Therefore, it is crucial to investigate the evolution of the CRF01_AE pol gene to determine the appropriate GD threshold range for inferring the CRF01_AE molecular network. In this study, we selected MSM transmission pairs infected with CRF01_AE from a high-risk cohort and conducted subsequent follow-up observations. We employed next-generation sequencing (NGS) technology to acquire partial HIV pol sequences and calculated the GD between them.

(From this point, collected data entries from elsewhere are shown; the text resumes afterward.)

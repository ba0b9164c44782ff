//! Streaming orchestrator: the single entry point consumers use to request
//! an incrementally generated response.
//!
//! Picks a transport once per call (socket when connected, chunked HTTP
//! otherwise), drives the decode/correlation machinery, and guarantees
//! exactly one terminal callback per stream. At most one stream is in
//! flight per orchestrator instance; starting a new one cancels the
//! previous.

use std::sync::atomic::{AtomicBool, Ordering};
use std::sync::{Arc, Mutex};
use std::time::Duration;

use futures_util::StreamExt;
use serde::Serialize;
use tokio::sync::mpsc;
use tokio::task::JoinHandle;

use flowlink_core::protocol::decoder::ChunkDecoder;
use flowlink_core::protocol::envelope::{correlation_id, Envelope, EnvelopeKind};
use flowlink_core::protocol::frame::{FrameKind, StreamFrame};

use crate::dispatch::{channel, BusEvent, EventBus, HandlerId};
use crate::obs::ClientMetrics;
use crate::transport::{lock, ConnectionManager, ConnectionState, HttpStreamer};

/// Per-call transport decision, made once and never re-evaluated mid-stream.
#[derive(Debug, Clone, Copy, PartialEq, Eq)]
pub enum TransportChoice {
    Socket,
    ChunkedHttp,
}

impl TransportChoice {
    fn label(self) -> &'static str {
        match self {
            TransportChoice::Socket => "socket",
            TransportChoice::ChunkedHttp => "http",
        }
    }
}

/// Consumer callbacks for one stream. `on_chunk` deltas arrive in order;
/// exactly one of `on_complete`/`on_error` fires, unless the stream is
/// aborted first.
pub trait StreamObserver: Send + Sync {
    fn on_chunk(&self, delta: &str);
    fn on_complete(&self, full_text: &str);
    fn on_error(&self, message: &str);
}

#[derive(Debug, Serialize)]
struct ChatSend<'a> {
    content: &'a str,
    conversation_id: &'a str,
}

/// Message fed to the socket-path pump by the bus subscriptions.
enum SocketMsg {
    Frame(StreamFrame),
    /// Connection dropped under the stream; no terminal frame will come.
    Lost,
}

pub struct Streamer {
    manager: Arc<ConnectionManager>,
    bus: Arc<EventBus>,
    http: HttpStreamer,
    metrics: Arc<ClientMetrics>,
    request_timeout: Duration,
    streaming: Arc<AtomicBool>,
    active: Mutex<Option<ActiveStream>>,
}

struct ActiveStream {
    terminated: Arc<AtomicBool>,
    subscriptions: Vec<(&'static str, HandlerId)>,
    task: JoinHandle<()>,
    label: &'static str,
}

/// Shared terminal-state guard: whichever of completion, error, timeout, or
/// abort claims it first wins; everything after is suppressed.
struct Terminal {
    terminated: Arc<AtomicBool>,
    streaming: Arc<AtomicBool>,
    bus: Arc<EventBus>,
    subscriptions: Vec<(&'static str, HandlerId)>,
    observer: Arc<dyn StreamObserver>,
    metrics: Arc<ClientMetrics>,
    label: &'static str,
}

impl Terminal {
    fn is_terminated(&self) -> bool {
        self.terminated.load(Ordering::SeqCst)
    }

    /// Claim the terminal slot; detaches subscriptions so stale late events
    /// are silently ignored. False if already claimed (e.g. by `abort`).
    fn claim(&self) -> bool {
        if self.terminated.swap(true, Ordering::SeqCst) {
            return false;
        }
        for (ch, id) in &self.subscriptions {
            self.bus.off(ch, *id);
        }
        self.streaming.store(false, Ordering::SeqCst);
        true
    }

    fn complete(&self, full_text: &str) {
        if self.claim() {
            self.metrics
                .streams
                .inc(&[("transport", self.label), ("outcome", "completed")]);
            self.observer.on_complete(full_text);
        }
    }

    fn error(&self, message: &str) {
        if self.claim() {
            self.metrics
                .streams
                .inc(&[("transport", self.label), ("outcome", "failed")]);
            tracing::debug!(message, "stream failed");
            self.observer.on_error(message);
        }
    }

    fn chunk(&self, delta: &str) {
        if !self.is_terminated() {
            self.observer.on_chunk(delta);
        }
    }
}

impl Streamer {
    pub fn new(
        manager: Arc<ConnectionManager>,
        bus: Arc<EventBus>,
        http: HttpStreamer,
        metrics: Arc<ClientMetrics>,
        request_timeout: Duration,
    ) -> Self {
        Self {
            manager,
            bus,
            http,
            metrics,
            request_timeout,
            streaming: Arc::new(AtomicBool::new(false)),
            active: Mutex::new(None),
        }
    }

    /// Request a streamed response. Failures surface through the observer's
    /// `on_error` only; this call itself never fails.
    pub async fn stream_response(
        &self,
        session_id: &str,
        text: &str,
        observer: Arc<dyn StreamObserver>,
    ) {
        // At most one in-flight stream per instance.
        self.abort();
        self.streaming.store(true, Ordering::SeqCst);

        let choice = if self.manager.state() == ConnectionState::Connected {
            TransportChoice::Socket
        } else {
            TransportChoice::ChunkedHttp
        };
        tracing::debug!(choice = choice.label(), conversation = session_id, "starting stream");
        self.metrics
            .streams
            .inc(&[("transport", choice.label()), ("outcome", "started")]);

        let active = match choice {
            TransportChoice::Socket => self.start_socket(session_id, text, observer),
            TransportChoice::ChunkedHttp => self.start_http(session_id, text, observer),
        };
        *lock(&self.active) = Some(active);
    }

    /// Cancel the active stream, if any. Neither terminal callback fires for
    /// an aborted stream; the connection itself is left untouched. Safe to
    /// call repeatedly.
    pub fn abort(&self) {
        let Some(active) = lock(&self.active).take() else {
            return;
        };
        active.terminated.store(true, Ordering::SeqCst);
        for (ch, id) in &active.subscriptions {
            self.bus.off(ch, *id);
        }
        active.task.abort();
        if self.streaming.swap(false, Ordering::SeqCst) {
            self.metrics
                .streams
                .inc(&[("transport", active.label), ("outcome", "aborted")]);
        }
    }

    /// True from `stream_response` entry until its terminal callback or
    /// `abort`.
    pub fn is_streaming(&self) -> bool {
        self.streaming.load(Ordering::SeqCst)
    }

    fn start_socket(
        &self,
        session_id: &str,
        text: &str,
        observer: Arc<dyn StreamObserver>,
    ) -> ActiveStream {
        let corr = correlation_id(EnvelopeKind::Chat);
        let (tx, mut rx) = mpsc::unbounded_channel::<SocketMsg>();

        // Subscribe before sending so an instant response cannot be missed.
        let filter_id = corr.clone();
        let frame_tx = tx.clone();
        let chat_sub = self.bus.on(channel::CHAT, move |ev| {
            let BusEvent::Message(env) = ev else { return };
            if env.id.as_deref() != Some(filter_id.as_str()) {
                return;
            }
            let Some(data) = env.data.as_ref() else { return };
            match serde_json::from_str::<StreamFrame>(data.get()) {
                Ok(frame) => {
                    let _ = frame_tx.send(SocketMsg::Frame(frame));
                }
                Err(e) => tracing::warn!(%e, "correlated response carried an undecodable frame"),
            }
        });

        // The socket never delivers a terminal frame if it drops mid-stream;
        // watch the state channel so that case synthesizes an error.
        let lost_tx = tx;
        let conn_sub = self.bus.on(channel::CONNECTION, move |ev| {
            if matches!(
                ev,
                BusEvent::State(ConnectionState::Disconnected | ConnectionState::Connecting)
            ) {
                let _ = lost_tx.send(SocketMsg::Lost);
            }
        });

        let subscriptions = vec![(channel::CHAT, chat_sub), (channel::CONNECTION, conn_sub)];
        let terminated = Arc::new(AtomicBool::new(false));
        let terminal = Terminal {
            terminated: Arc::clone(&terminated),
            streaming: Arc::clone(&self.streaming),
            bus: Arc::clone(&self.bus),
            subscriptions: subscriptions.clone(),
            observer,
            metrics: Arc::clone(&self.metrics),
            label: TransportChoice::Socket.label(),
        };

        let manager = Arc::clone(&self.manager);
        let deadline = self.request_timeout;
        let session = session_id.to_string();
        let prompt = text.to_string();

        let task = tokio::spawn(async move {
            let payload = ChatSend {
                content: &prompt,
                conversation_id: &session,
            };
            match Envelope::new(EnvelopeKind::Chat, &payload) {
                Ok(env) => manager.send(env.with_id(corr)),
                Err(e) => {
                    terminal.error(&format!("request encode failed: {e}"));
                    return;
                }
            }

            let mut acc = String::new();
            loop {
                // Idle deadline: measured to the next matching event, so a
                // long generation stays alive as long as chunks keep coming.
                match tokio::time::timeout(deadline, rx.recv()).await {
                    Err(_) => {
                        terminal.error("response timed out");
                        return;
                    }
                    Ok(None) | Ok(Some(SocketMsg::Lost)) => {
                        terminal.error("connection lost before completion");
                        return;
                    }
                    Ok(Some(SocketMsg::Frame(frame))) => match frame.kind {
                        FrameKind::Chunk => {
                            acc.push_str(&frame.content);
                            terminal.chunk(&frame.content);
                        }
                        FrameKind::Complete => {
                            terminal.complete(&acc);
                            return;
                        }
                        FrameKind::Error => {
                            terminal.error(&frame.content);
                            return;
                        }
                    },
                }
            }
        });

        ActiveStream {
            terminated,
            subscriptions,
            task,
            label: TransportChoice::Socket.label(),
        }
    }

    fn start_http(
        &self,
        session_id: &str,
        text: &str,
        observer: Arc<dyn StreamObserver>,
    ) -> ActiveStream {
        let terminated = Arc::new(AtomicBool::new(false));
        let terminal = Terminal {
            terminated: Arc::clone(&terminated),
            streaming: Arc::clone(&self.streaming),
            bus: Arc::clone(&self.bus),
            subscriptions: Vec::new(),
            observer,
            metrics: Arc::clone(&self.metrics),
            label: TransportChoice::ChunkedHttp.label(),
        };

        let http = self.http.clone();
        let session = session_id.to_string();
        let prompt = text.to_string();

        let task = tokio::spawn(async move {
            let mut body = match http.open(&session, &prompt).await {
                Ok(b) => b,
                Err(e) => {
                    terminal.error(&e.to_string());
                    return;
                }
            };

            let mut dec = ChunkDecoder::new();
            let mut acc = String::new();
            while let Some(next) = body.next().await {
                let bytes = match next {
                    Ok(b) => b,
                    Err(e) => {
                        terminal.error(&format!("stream read failed: {e}"));
                        return;
                    }
                };
                for frame in dec.feed(&bytes) {
                    match frame.kind {
                        FrameKind::Chunk => {
                            acc.push_str(&frame.content);
                            terminal.chunk(&frame.content);
                        }
                        FrameKind::Complete => {
                            terminal.complete(&acc);
                            return;
                        }
                        FrameKind::Error => {
                            terminal.error(&frame.content);
                            return;
                        }
                    }
                }
            }
            dec.close();
            // Body ended without a terminal frame; synthesize one so the
            // exactly-one-terminal invariant holds.
            terminal.error("stream ended without completion");
        });

        ActiveStream {
            terminated,
            subscriptions: Vec::new(),
            task,
            label: TransportChoice::ChunkedHttp.label(),
        }
    }
}
//! Streaming orchestrator module exports.

pub mod orchestrator;

pub use orchestrator::{StreamObserver, Streamer, TransportChoice};
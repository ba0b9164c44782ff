//! Client config loader (strict parsing).

pub mod schema;

use std::fs;

use flowlink_core::error::{FlowlinkError, Result};

pub use schema::{ClientConfig, ReconnectSection, ServerSection, StreamSection};

pub fn load_from_file(path: &str) -> Result<ClientConfig> {
    let s = fs::read_to_string(path)
        .map_err(|e| FlowlinkError::Internal(format!("read config failed: {e}")))?;
    load_from_str(&s)
}

pub fn load_from_str(s: &str) -> Result<ClientConfig> {
    let cfg: ClientConfig = serde_yaml::from_str(s)
        .map_err(|e| FlowlinkError::BadConfig(format!("invalid yaml: {e}")))?;
    cfg.validate()?;
    Ok(cfg)
}
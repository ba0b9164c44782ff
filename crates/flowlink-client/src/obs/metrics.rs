//! Minimal metrics registry for the client.
//!
//! Counter/gauge types with dynamic labels backed by `DashMap`. Labels are
//! flattened into sorted key vectors to keep deterministic ordering.

use dashmap::DashMap;
use std::fmt::Write;
use std::sync::atomic::{AtomicI64, AtomicU64, Ordering};

/// Helper to escape label values.
fn escape_label(v: &str) -> String {
    v.replace('\\', "\\\\").replace('"', "\\\"").replace('\n', "\\n")
}

fn label_key(labels: &[(&str, &str)]) -> Vec<(String, String)> {
    let mut key: Vec<(String, String)> = labels
        .iter()
        .map(|(k, v)| (k.to_string(), v.to_string()))
        .collect();
    key.sort();
    key
}

fn label_str(key: &[(String, String)]) -> String {
    key.iter()
        .map(|(k, v)| format!("{}=\"{}\"", k, escape_label(v)))
        .collect::<Vec<_>>()
        .join(",")
}

#[derive(Default)]
pub struct CounterVec {
    map: DashMap<Vec<(String, String)>, AtomicU64>,
}

impl CounterVec {
    /// Increment by 1.
    pub fn inc(&self, labels: &[(&str, &str)]) {
        self.add(labels, 1);
    }

    /// Increment by an arbitrary value.
    pub fn add(&self, labels: &[(&str, &str)], v: u64) {
        let counter = self
            .map
            .entry(label_key(labels))
            .or_insert_with(|| AtomicU64::new(0));
        counter.fetch_add(v, Ordering::Relaxed);
    }

    /// Current value for an exact label set (0 if never touched).
    pub fn get(&self, labels: &[(&str, &str)]) -> u64 {
        self.map
            .get(&label_key(labels))
            .map(|c| c.load(Ordering::Relaxed))
            .unwrap_or(0)
    }

    /// Render in Prometheus text exposition format.
    fn render(&self, name: &str, out: &mut String) {
        let _ = writeln!(out, "# TYPE {} counter", name);
        for r in self.map.iter() {
            let val = r.value().load(Ordering::Relaxed);
            let _ = writeln!(out, "{}{{{}}} {}", name, label_str(r.key()), val);
        }
    }
}

#[derive(Default)]
pub struct GaugeVec {
    map: DashMap<Vec<(String, String)>, AtomicI64>,
}

impl GaugeVec {
    /// Increment by 1.
    pub fn inc(&self, labels: &[(&str, &str)]) {
        self.add(labels, 1);
    }

    /// Decrement by 1.
    pub fn dec(&self, labels: &[(&str, &str)]) {
        self.add(labels, -1);
    }

    /// Add an arbitrary signed delta.
    pub fn add(&self, labels: &[(&str, &str)], v: i64) {
        let gauge = self
            .map
            .entry(label_key(labels))
            .or_insert_with(|| AtomicI64::new(0));
        gauge.fetch_add(v, Ordering::Relaxed);
    }

    /// Current value for an exact label set.
    pub fn get(&self, labels: &[(&str, &str)]) -> i64 {
        self.map
            .get(&label_key(labels))
            .map(|g| g.load(Ordering::Relaxed))
            .unwrap_or(0)
    }

    /// Render in Prometheus text exposition format.
    fn render(&self, name: &str, out: &mut String) {
        let _ = writeln!(out, "# TYPE {} gauge", name);
        for r in self.map.iter() {
            let val = r.value().load(Ordering::Relaxed);
            let _ = writeln!(out, "{}{{{}}} {}", name, label_str(r.key()), val);
        }
    }
}

#[derive(Default)]
pub struct ClientMetrics {
    /// Dial attempts, labeled `result=ok|err`.
    pub connects: CounterVec,
    /// Redial attempts after a lost connection.
    pub reconnect_attempts: CounterVec,
    /// Inbound envelopes routed, labeled by kind.
    pub inbound_frames: CounterVec,
    /// Inbound frames dropped as undecodable.
    pub decode_errors: CounterVec,
    /// Envelopes buffered while offline.
    pub outbound_queued: CounterVec,
    /// Envelopes written to the socket, labeled `path=live|flush`.
    pub outbound_sent: CounterVec,
    /// Stream lifecycle, labeled `transport` and `outcome`.
    pub streams: CounterVec,
    /// 1 while the socket is connected.
    pub connection_up: GaugeVec,
}

impl ClientMetrics {
    /// Render all registered metrics.
    pub fn render(&self) -> String {
        let mut out = String::new();
        self.connects.render("flowlink_connects_total", &mut out);
        self.reconnect_attempts
            .render("flowlink_reconnect_attempts_total", &mut out);
        self.inbound_frames
            .render("flowlink_inbound_frames_total", &mut out);
        self.decode_errors
            .render("flowlink_decode_errors_total", &mut out);
        self.outbound_queued
            .render("flowlink_outbound_queued_total", &mut out);
        self.outbound_sent
            .render("flowlink_outbound_sent_total", &mut out);
        self.streams.render("flowlink_streams_total", &mut out);
        self.connection_up
            .render("flowlink_connection_up", &mut out);
        out
    }
}
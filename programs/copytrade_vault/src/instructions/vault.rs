use anchor_lang::prelude::*;
use anchor_spl::token::{Token, TokenAccount};

use crate::constants::*;
use crate::errors::ErrorCode;
use crate::events::*;
use crate::instructions::transfers::transfer_tokens;
use crate::state::*;

/// Price of the stored round of a pending entry, only when that round is already closed.
fn stored_round_price(
    price: &Option<Account<RoundPrice>>,
    vault: &Pubkey,
    needs_price: bool,
    round: u64,
) -> Result<Option<u128>> {
    if !needs_price {
        return Ok(None);
    }
    RoundPrice::lookup(price.as_deref(), vault, round)
}

fn open_position(position: &mut DepositorPosition, vault: Pubkey, owner: Pubkey, bump: u8) {
    if position.owner == Pubkey::default() {
        position.vault = vault;
        position.owner = owner;
        position.bump = bump;
    }
}

pub fn handle_user_deposit(ctx: Context<UserDeposit>, amount: u64) -> Result<()> {
    let depositor = ctx.accounts.depositor.key();
    require!(
        AllowListEntry::is_allowed(&ctx.accounts.investor_allowance, Role::Investor, &depositor),
        ErrorCode::UserNotAllowed
    );

    let vault_key = ctx.accounts.users_vault.key();
    let position_bump = ctx.bumps.position;
    let accounts = &mut *ctx.accounts;
    open_position(&mut accounts.position, vault_key, depositor, position_bump);

    let current_round = accounts.users_vault.current_round;
    let deposit = accounts.position.deposit;
    let price = stored_round_price(
        &accounts.deposit_round_price,
        &vault_key,
        deposit.needs_price(current_round),
        deposit.round,
    )?;
    accounts
        .users_vault
        .record_deposit(&mut accounts.position, amount, price)?;

    transfer_tokens(
        accounts.token_program.to_account_info(),
        accounts.depositor_asset_account.to_account_info(),
        accounts.vault_asset_account.to_account_info(),
        accounts.depositor.to_account_info(),
        &[],
        amount,
    )?;

    msg!("Deposited {} into round {}", amount, current_round);
    emit!(DepositRecorded {
        vault: vault_key,
        depositor,
        amount,
        round: current_round,
    });
    Ok(())
}

pub fn handle_preview_shares(ctx: Context<PreviewPosition>) -> Result<u64> {
    let vault = &ctx.accounts.users_vault;
    let deposit = ctx.accounts.position.deposit;
    let price = stored_round_price(
        &ctx.accounts.round_price,
        &vault.key(),
        deposit.needs_price(vault.current_round),
        deposit.round,
    )?;
    deposit.preview(vault.current_round, price)
}

pub fn handle_claim_shares(ctx: Context<ClaimShares>, amount: u64) -> Result<()> {
    let accounts = &mut *ctx.accounts;
    let vault_key = accounts.users_vault.key();
    let deposit = accounts.position.deposit;
    let price = stored_round_price(
        &accounts.deposit_round_price,
        &vault_key,
        deposit.needs_price(accounts.users_vault.current_round),
        deposit.round,
    )?;
    accounts
        .users_vault
        .claim_shares(&mut accounts.position, amount, price)?;

    let wallet_key = accounts.users_vault.trader_wallet;
    let vault_bump = [accounts.users_vault.bump];
    let vault_seeds: &[&[u8]] = &[USERS_VAULT_SEED, wallet_key.as_ref(), &vault_bump];
    transfer_tokens(
        accounts.token_program.to_account_info(),
        accounts.vault_share_account.to_account_info(),
        accounts.receiver_share_account.to_account_info(),
        accounts.users_vault.to_account_info(),
        &[vault_seeds],
        amount,
    )?;

    msg!("Claimed {} shares", amount);
    emit!(SharesClaimed {
        vault: vault_key,
        depositor: accounts.depositor.key(),
        shares: amount,
        receiver: accounts.receiver_share_account.key(),
    });
    Ok(())
}

pub fn handle_withdraw_request(ctx: Context<WithdrawRequest>, shares: u64) -> Result<()> {
    let depositor = ctx.accounts.depositor.key();
    let vault_key = ctx.accounts.users_vault.key();
    let position_bump = ctx.bumps.position;
    let accounts = &mut *ctx.accounts;
    open_position(&mut accounts.position, vault_key, depositor, position_bump);

    let current_round = accounts.users_vault.current_round;
    let withdrawal = accounts.position.withdrawal;
    let price = stored_round_price(
        &accounts.withdrawal_round_price,
        &vault_key,
        withdrawal.needs_price(current_round),
        withdrawal.round,
    )?;
    let held_shares = accounts.depositor_share_account.amount;
    accounts.users_vault.record_withdraw_request(
        &mut accounts.position,
        shares,
        held_shares,
        price,
    )?;

    // escrowed in the vault until the next rollover burns them
    transfer_tokens(
        accounts.token_program.to_account_info(),
        accounts.depositor_share_account.to_account_info(),
        accounts.vault_share_account.to_account_info(),
        accounts.depositor.to_account_info(),
        &[],
        shares,
    )?;

    msg!("Requested withdrawal of {} shares in round {}", shares, current_round);
    emit!(WithdrawRequested {
        vault: vault_key,
        depositor,
        shares,
        round: current_round,
    });
    Ok(())
}

pub fn handle_preview_assets(ctx: Context<PreviewPosition>) -> Result<u64> {
    let vault = &ctx.accounts.users_vault;
    let withdrawal = ctx.accounts.position.withdrawal;
    let price = stored_round_price(
        &ctx.accounts.round_price,
        &vault.key(),
        withdrawal.needs_price(vault.current_round),
        withdrawal.round,
    )?;
    withdrawal.preview(vault.current_round, price)
}

pub fn handle_claim_assets(ctx: Context<ClaimAssets>, amount: u64) -> Result<()> {
    let accounts = &mut *ctx.accounts;
    let vault_key = accounts.users_vault.key();
    let withdrawal = accounts.position.withdrawal;
    let price = stored_round_price(
        &accounts.withdrawal_round_price,
        &vault_key,
        withdrawal.needs_price(accounts.users_vault.current_round),
        withdrawal.round,
    )?;
    accounts
        .users_vault
        .claim_assets(&mut accounts.position, amount, price)?;

    let wallet_key = accounts.users_vault.trader_wallet;
    let vault_bump = [accounts.users_vault.bump];
    let vault_seeds: &[&[u8]] = &[USERS_VAULT_SEED, wallet_key.as_ref(), &vault_bump];
    transfer_tokens(
        accounts.token_program.to_account_info(),
        accounts.vault_asset_account.to_account_info(),
        accounts.receiver_asset_account.to_account_info(),
        accounts.users_vault.to_account_info(),
        &[vault_seeds],
        amount,
    )?;

    msg!("Claimed {} assets", amount);
    emit!(AssetsClaimed {
        vault: vault_key,
        depositor: accounts.depositor.key(),
        assets: amount,
        receiver: accounts.receiver_asset_account.key(),
    });
    Ok(())
}

#[derive(Accounts)]
pub struct UserDeposit<'info> {
    #[account(mut)]
    pub depositor: Signer<'info>,

    /// CHECK: allow-list PDA for (Investor, depositor); read by AllowListEntry::is_allowed.
    pub investor_allowance: UncheckedAccount<'info>,

    #[account(
        mut,
        seeds = [USERS_VAULT_SEED, users_vault.trader_wallet.as_ref()],
        bump = users_vault.bump
    )]
    pub users_vault: Box<Account<'info, UsersVault>>,

    #[account(
        init_if_needed,
        payer = depositor,
        space = DepositorPosition::SPACE,
        seeds = [DEPOSITOR_SEED, users_vault.key().as_ref(), depositor.key().as_ref()],
        bump
    )]
    pub position: Box<Account<'info, DepositorPosition>>,

    /// Price of the round the pending deposit was recorded in, when that round is closed.
    pub deposit_round_price: Option<Account<'info, RoundPrice>>,

    #[account(
        mut,
        token::mint = users_vault.asset_mint,
        token::authority = depositor
    )]
    pub depositor_asset_account: Box<Account<'info, TokenAccount>>,

    #[account(
        mut,
        associated_token::mint = users_vault.asset_mint,
        associated_token::authority = users_vault
    )]
    pub vault_asset_account: Box<Account<'info, TokenAccount>>,

    pub token_program: Program<'info, Token>,
    pub system_program: Program<'info, System>,
}

#[derive(Accounts)]
pub struct PreviewPosition<'info> {
    #[account(
        seeds = [USERS_VAULT_SEED, users_vault.trader_wallet.as_ref()],
        bump = users_vault.bump
    )]
    pub users_vault: Account<'info, UsersVault>,

    #[account(
        seeds = [DEPOSITOR_SEED, users_vault.key().as_ref(), position.owner.as_ref()],
        bump = position.bump
    )]
    pub position: Account<'info, DepositorPosition>,

    pub round_price: Option<Account<'info, RoundPrice>>,
}

#[derive(Accounts)]
pub struct ClaimShares<'info> {
    pub depositor: Signer<'info>,

    #[account(
        seeds = [USERS_VAULT_SEED, users_vault.trader_wallet.as_ref()],
        bump = users_vault.bump
    )]
    pub users_vault: Box<Account<'info, UsersVault>>,

    #[account(
        mut,
        seeds = [DEPOSITOR_SEED, users_vault.key().as_ref(), depositor.key().as_ref()],
        bump = position.bump
    )]
    pub position: Box<Account<'info, DepositorPosition>>,

    pub deposit_round_price: Option<Account<'info, RoundPrice>>,

    #[account(
        mut,
        associated_token::mint = users_vault.share_mint,
        associated_token::authority = users_vault
    )]
    pub vault_share_account: Box<Account<'info, TokenAccount>>,

    #[account(
        mut,
        token::mint = users_vault.share_mint
    )]
    pub receiver_share_account: Box<Account<'info, TokenAccount>>,

    pub token_program: Program<'info, Token>,
}

#[derive(Accounts)]
pub struct WithdrawRequest<'info> {
    #[account(mut)]
    pub depositor: Signer<'info>,

    #[account(
        mut,
        seeds = [USERS_VAULT_SEED, users_vault.trader_wallet.as_ref()],
        bump = users_vault.bump
    )]
    pub users_vault: Box<Account<'info, UsersVault>>,

    #[account(
        init_if_needed,
        payer = depositor,
        space = DepositorPosition::SPACE,
        seeds = [DEPOSITOR_SEED, users_vault.key().as_ref(), depositor.key().as_ref()],
        bump
    )]
    pub position: Box<Account<'info, DepositorPosition>>,

    pub withdrawal_round_price: Option<Account<'info, RoundPrice>>,

    #[account(
        mut,
        token::mint = users_vault.share_mint,
        token::authority = depositor
    )]
    pub depositor_share_account: Box<Account<'info, TokenAccount>>,

    #[account(
        mut,
        associated_token::mint = users_vault.share_mint,
        associated_token::authority = users_vault
    )]
    pub vault_share_account: Box<Account<'info, TokenAccount>>,

    pub token_program: Program<'info, Token>,
    pub system_program: Program<'info, System>,
}

#[derive(Accounts)]
pub struct ClaimAssets<'info> {
    pub depositor: Signer<'info>,

    #[account(
        mut,
        seeds = [USERS_VAULT_SEED, users_vault.trader_wallet.as_ref()],
        bump = users_vault.bump
    )]
    pub users_vault: Box<Account<'info, UsersVault>>,

    #[account(
        mut,
        seeds = [DEPOSITOR_SEED, users_vault.key().as_ref(), depositor.key().as_ref()],
        bump = position.bump
    )]
    pub position: Box<Account<'info, DepositorPosition>>,

    pub withdrawal_round_price: Option<Account<'info, RoundPrice>>,

    #[account(
        mut,
        associated_token::mint = users_vault.asset_mint,
        associated_token::authority = users_vault
    )]
    pub vault_asset_account: Box<Account<'info, TokenAccount>>,

    #[account(
        mut,
        token::mint = users_vault.asset_mint
    )]
    pub receiver_asset_account: Box<Account<'info, TokenAccount>>,

    pub token_program: Program<'info, Token>,
}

These GD values were then compared to infer a reasonable GD threshold range for constructing the CRF01_AE molecular network, which is a valuable tool in predicting potential recent HIV transmission events.

Materials and methods

Study population

Longitudinal samples of HIV transmission pairs in the acute phase

From 2009 to 2014, a high-risk cohort of HIV-negative MSM was established through voluntary testing and counseling clinics in Shenyang. HIV transmission pairs were identified through regular follow-up, each of which included at least one case of acute HIV infection (AHI) (Zhang et al., 2021). The inclusion criteria for research subjects were as follows: 1) age ≥18 years, 2) confirmed HIV infection with only HIV-1 CRF01_AE strain, 3) self-reported HIV transmission relationship supported by a phylogenetic branch with a high bootstrap value (details provided in phylogenetic analysis). 4) HIV treatment-naïve before HIV diagnosis and during the follow-up period, and 5) collection of at least one plasma sample from all participants at baseline. This data from HIV transmission pairs was used to establish the appropriate GD threshold range for inferring the CRF01_AE molecular network.

An individual was considered to have AHI when the following conditions need to be met (Zhang et al., 2021): (1) the interval between the last HIV antibody-negative and first confirmed HIV-1 antibody-positive was less than 6 months, (2) the HIV antibody test was negative but the HIV RNA test was positive, or (3) the optical density of the initial HIV antibody test is between ranged 0.5 and 1.0, and then increased during follow-up. During the follow-up period, all individuals were ultimately confirmed to be infected with HIV-1. The estimation of the infection time for AHI was based on the Fiebig stage (Fiebig et al., 2003). The estimated time of infection for individuals in Fiebig stage VI and those with longstanding HIV infection was calculated as the average of the interval between the last negative HIV antibody test and the first confirmed positive HIV antibody test.

HIV-1 positive samples from a cross-sectional survey

The HIV-1 CRF01_AE pol sequence (HXB2:2,253-3,300) and the results of the HIV-1 Limiting Antigen Avidity assays (Recent HIV infection [RHI] discrimination experiment) were collected from all individuals newly diagnosed with HIV in Shenyang from 2016 and 2019 (Zhao et al., 2021b). The data from this cohort was utilized to evaluate the efficacy of the CRF01_AE molecular network in inferring recent transmitted events in the real world, employing the established GD threshold range. The study was approved by the Institutional Review Board of China Medical University.

Sanger sequencing and phylogenetic analysis to verify the transmission pair

The HIV pol sequence (HXB2:2,253-3,300) was obtained using an in-house method (Zhao et al., 2021a). The Subtyping of the sequences was determined by performing Neighbor-joining (NJ) tree analysis which involved comparing the sequences with reference sequences from the Los Alamos database [“ LANL. HIV Sequence Database. In. http://www.hiv.lanl.gov/ (Date of access:02/08/2019).”]. Detailed sequence analysis procedures have been described previously (Zhao et al., 2021a). To verify the transmission relationship between transmission pairs, an NJ tree was constructed. If the donor and recipient sequences of a “transmission pair” formed a branch with a bootstrap value greater than 0.95, and no other sequences were inserted within the branch, it was preliminarily classified as a transmission pair (Verhofstede et al., 2019). The direction of transmission within a confirmed transmission pair was determined based on epidemiological investigation.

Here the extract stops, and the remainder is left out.